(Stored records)
//! Bytecode compiler for Glyph entry points
//!
//! Walks an optimized AST and emits opcodes into a [`ProgramBuilder`],
//! interning every literal and identifier name through the constant pool.
//! Each entry point (route, command, cron task, event handler, queue worker,
//! WebSocket event) compiles to its own self-contained program.
//!
//! # Entry-point shape
//!
//! Every entry compile resets the compiler state, enters a fresh
//! `Route`-level scope, pre-defines the names the host will inject, runs the
//! macro expander and the optimizer over the body, walks it, and appends a
//! trailing `Halt` unless the body already ends in `return`. The configured
//! optimizer level survives the reset.
//!
//! # Loop frames
//!
//! `break`/`continue` are tracked with an explicit stack of loop frames,
//! each carrying the `continue` target offset and the pending `break`
//! placeholders. Emitting either outside a loop is a compile error.

use std::collections::HashMap;
use std::fmt;
use std::sync::Arc;

use smallvec::SmallVec;
use tracing::debug;

use crate::ast::{
    BinaryOp, Command, CronTask, EventHandler, Expr, FunctionDecl, Module, QueueWorker, Route,
    Stmt, SwitchCase, TypeDef, UnaryOp, WebSocketRoute,
};
use crate::macros::{MacroExpander, NoopExpander};
use crate::value::Value;

use super::cache;
use super::opcodes::Opcode;
use super::optimizer::{OptLevel, Optimizer};
use super::patterns;
use super::program::{BytecodeProgram, JumpLabel, ProgramBuilder};
use super::shims::extract_path_params;
use super::symbols::{ScopeKind, SymbolTable};
use super::websocket;

/// Compile-time (semantic) errors
#[derive(Debug, Clone, PartialEq, Eq)]
pub enum SemanticError {
    /// A referenced variable is not in scope
    UndefinedVariable(String),
    /// Declaration of a name already bound in the same scope
    CannotRedeclare(String),
    /// Reassignment of a name that was never declared
    CannotAssignUndeclared(String),
    /// `break`/`continue` outside any loop
    NotInLoop(&'static str),
    /// AST expression kind the compiler does not lower
    UnsupportedExpression(&'static str),
    /// AST statement kind the compiler does not lower
    UnsupportedStatement(&'static str),
    /// Reserved operator value reached lowering
    UnsupportedOperator(String),
    /// Wrong argument count for a WebSocket intrinsic
    ArityMismatch {
        function: String,
        expected: &'static str,
        got: usize,
    },
    /// `Compile` over a module that declares nothing
    EmptyModule,
}

impl fmt::Display for SemanticError {
    fn fmt(&self, f: &mut fmt::Formatter<'_>) -> fmt::Result {
        match self {
            Self::UndefinedVariable(name) => write!(f, "undefined variable '{}'", name),
            Self::CannotRedeclare(name) => {
                write!(f, "cannot redeclare variable '{}' in the same scope", name)
            }
            Self::CannotAssignUndeclared(name) => {
                write!(f, "cannot assign to undeclared variable '{}'", name)
            }
            Self::NotInLoop(kind) => write!(f, "'{}' outside of a loop", kind),
            Self::UnsupportedExpression(kind) => {
                write!(f, "unsupported expression type: {}", kind)
            }
            Self::UnsupportedStatement(kind) => {
                write!(f, "unsupported statement type: {}", kind)
            }
            Self::UnsupportedOperator(op) => write!(f, "unsupported operator: {}", op),
            Self::ArityMismatch {
                function,
                expected,
                got,
            } => write!(
                f,
                "{} expects {} argument(s), got {}",
                function, expected, got
            ),
            Self::EmptyModule => write!(f, "cannot compile an empty module"),
        }
    }
}

impl std::error::Error for SemanticError {}

/// Result type for compilation
pub type CompileResult<T> = Result<T, SemanticError>;

/// Compiler-side bookkeeping for one enclosing loop
#[derive(Debug)]
struct LoopFrame {
    /// Block-relative offset `continue` jumps to
    continue_target: usize,
    /// Pending `break` placeholders, patched when the loop closes
    breaks: SmallVec<[JumpLabel; 4]>,
}

/// The four compiled handlers of a WebSocket route
#[derive(Debug, Clone, Default)]
pub struct WebSocketHandlers {
    pub connect: Option<Arc<BytecodeProgram>>,
    pub message: Option<Arc<BytecodeProgram>>,
    pub disconnect: Option<Arc<BytecodeProgram>>,
    pub error: Option<Arc<BytecodeProgram>>,
}

/// Output of [`Compiler::compile_module`]
#[derive(Debug, Clone, Default)]
pub struct CompiledModule {
    /// `"METHOD /path"` to program
    pub routes: HashMap<String, Arc<BytecodeProgram>>,
    /// WebSocket path to its four handlers
    pub websockets: HashMap<String, WebSocketHandlers>,
    /// Command name to program
    pub commands: HashMap<String, Arc<BytecodeProgram>>,
    /// Cron task name to program
    pub cron_tasks: HashMap<String, Arc<BytecodeProgram>>,
    /// Event name to program
    pub event_handlers: HashMap<String, Arc<BytecodeProgram>>,
    /// Queue name to program
    pub queue_workers: HashMap<String, Arc<BytecodeProgram>>,
    /// Type name to declaration
    pub types: HashMap<String, TypeDef>,
}

/// The bytecode compiler
pub struct Compiler {
    pub(crate) builder: ProgramBuilder,
    pub(crate) symbols: SymbolTable,
    loops: Vec<LoopFrame>,
    level: OptLevel,
    functions: HashMap<String, FunctionDecl>,
    expander: Box<dyn MacroExpander>,
    synth_counter: u32,
}

impl Default for Compiler {
    fn default() -> Self {
        Self::new()
    }
}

(What is being asked): Looking at the data above, write out exactly the lines that start at the one containing "unless the body" and end at the one containing "each carrying the"; include both and nothing beyond.

(Reply):
//! trailing `Halt` unless the body already ends in `return`. The configured
//! optimizer level survives the reset.
//!
//! # Loop frames
//!
//! `break`/`continue` are tracked with an explicit stack of loop frames,
//! each carrying the `continue` target offset and the pending `break`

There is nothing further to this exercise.